I’ve had the best success with face to face interaction with readers. Book store signings, expos, etc. Social media, I believe, is the best friend of the indie author and reaches a much larger audience but the one on one is so much more gratifying. I love to visit with potential readers and from their side, it allows them to meet me and have a person to put with the name.
What kind of research do you do, and how long do you spend researching before beginning a book?
I do extensive – EXTENSIVE research for my books. I spend more time researching places, subjects, lore, etc. then I do in actual writing. Not all the research comes out in the books but the knowledge helps me to write a better scene. I don’t spend much time prior to beginning a book, but I’m researching all through the process of writing. I write completely organically, so I may not know what I want to research until I’m moving on to the next scene.
I tried to edit out all unnecessary content. By this I mean words and sometimes complete scenes. If it didn’t move the plot forward, it got cut. After my first draft, I cut ~500 ‘thats’ from my manuscript.
Do you read your book reviews? How do you deal with bad or good ones?
I read ALL my reviews. I’m happy to say, so far, the clear majority of them have been good and they’re always wonderful to read. As I said, that’s success for me. For the not so positive ones … they upset me. I liken it to someone telling you your baby’s ugly. I process them. Attempt to understand where the reader is coming from. Curse them under my breath. Tell myself you can’t please everyone and by the next day, I’m back writing.
Does your family support your career as a writer?
Completely. My husband told me for years I should write a book and I always laughed at him. I’d tell him, “I’m a reader – not a writer.” Then one day, I realized I had a story in me. My first book, FP is dedicated not only to my husband, Mark who has always believed in me, but also to my brother, Brian who after reading the short story, which I would turn into my novel, told me it was a great outline to a novel and to dazzle him. These two men have been instrumental in this journey I’ve decided to take.
How long on average does it take you to write a book?
The first draft of FP took me five months and then another eight months for rewrites, editing, cover, etc. One thing I learned was the writing of a novel is the tip of the iceberg. The lion’s share of the creative portion is in the creation of the story, but the work is just beginning with the end of the rough draft.
I just finished the first draft of my current work in process. It has taken me nine months to finish. Not only was this book just harder to figure out but I spent time and energy in the marketing of FP and not all my thoughts were on the WIP.

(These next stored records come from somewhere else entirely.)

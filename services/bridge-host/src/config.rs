//! Bridge-host configuration loading.
//!
//! TOML is the sole config source. Default config path:
//! `/etc/exthost-bridge/bridge-host.toml`.
//!
//! # Required fields
//! None — every field has a default suitable for local development.

use serde::Deserialize;
use std::path::Path;

// ---------------------------------------------------------------------------
// Config types (deserialized from TOML)
// ---------------------------------------------------------------------------

#[derive(Debug, Clone)]
pub struct BridgeConfig {
    pub listen: ListenConfig,
    pub keep_alive_enabled: bool,
}

#[derive(Debug, Clone)]
pub struct ListenConfig {
    /// Unix domain socket path, used everywhere except Windows.
    pub unix_path: String,
    /// Loopback TCP port, used on Windows (spec.md §1: the extension
    /// host communicates over a named pipe or loopback socket the OS
    /// determines; this core treats that choice as a config knob).
    pub tcp_port: u16,
}

// ---------------------------------------------------------------------------
// Raw TOML deserialization types
// ---------------------------------------------------------------------------

#[derive(Debug, Deserialize)]
struct RawConfig {
    listen: Option<RawListenConfig>,
    keep_alive_enabled: Option<bool>,
}

#[derive(Debug, Deserialize)]
struct RawListenConfig {
    unix_path: Option<String>,
    tcp_port: Option<u16>,
}

// ---------------------------------------------------------------------------
// Public API
// ---------------------------------------------------------------------------

pub fn load_config_from_path(path: &Path) -> Result<BridgeConfig, ConfigError> {
    let toml_str = std::fs::read_to_string(path)
        .map_err(|e| ConfigError::Io(format!("reading config file '{}': {}", path.display(), e)))?;
    load_config_from_str(&toml_str)
}

pub fn load_config(path: Option<&Path>) -> Result<BridgeConfig, ConfigError> {
    match path {
        Some(p) => load_config_from_path(p),
        None => {
            let default = Path::new("/etc/exthost-bridge/bridge-host.toml");
            if default.exists() {
                load_config_from_path(default)
            } else {
                load_config_from_str("")
            }
        }
    }
}

pub fn load_config_from_str(toml_str: &str) -> Result<BridgeConfig, ConfigError> {
    let raw: RawConfig = toml::from_str(toml_str).map_err(|e| ConfigError::Parse(e.to_string()))?;

    let listen = match raw.listen {
        Some(l) => ListenConfig {
            unix_path: l.unix_path.unwrap_or_else(|| "/tmp/exthost-bridge.sock".to_owned()),
            tcp_port: l.tcp_port.unwrap_or(33417),
        },
        None => ListenConfig {
            unix_path: "/tmp/exthost-bridge.sock".to_owned(),
            tcp_port: 33417,
        },
    };

    Ok(BridgeConfig {
        listen,
        keep_alive_enabled: raw.keep_alive_enabled.unwrap_or(true),
    })
}

// ---------------------------------------------------------------------------
// Error type
// ---------------------------------------------------------------------------

#[derive(Debug)]
pub enum ConfigError {
    Io(String),
    Parse(String),
}

impl std::fmt::Display for ConfigError {
    fn fmt(&self, f: &mut std::fmt::Formatter<'_>) -> std::fmt::Result {
        match self {
            ConfigError::Io(s) => write!(f, "IO error: {}", s),
            ConfigError::Parse(s) => write!(f, "Parse error: {}", s),
        }
    }
}

impl std::error::Error for ConfigError {}

#[cfg(test)]
mod tests {
    use super::*;

    #[test]
    fn empty_config_uses_all_defaults() {
        let cfg = load_config_from_str("").unwrap();
        assert_eq!(cfg.listen.tcp_port, 33417);
        assert!(cfg.keep_alive_enabled);
    }

    #[test]
    fn overrides_are_honored() {
        let cfg = load_config_from_str(
            r#"
            keep_alive_enabled = false

            [listen]
            unix_path = "/run/exthost-bridge.sock"
            tcp_port = 9000
            "#,
        )
        .unwrap();
        assert!(!cfg.keep_alive_enabled);
        assert_eq!(cfg.listen.tcp_port, 9000);
        assert_eq!(cfg.listen.unix_path, "/run/exthost-bridge.sock");
    }
}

Do you believe in writer’s block?
Writer’s block … not really. There are plenty of times when I just didn’t feel like writing or allowed myself to become distracted by the internet or other things. And I’ve had times when I just didn’t know what to write – when the research wasn’t digging up the correct connections. Even then, I know if I sit down, relax and write, the words will come. Some are sure to be crap but some will be worth keeping.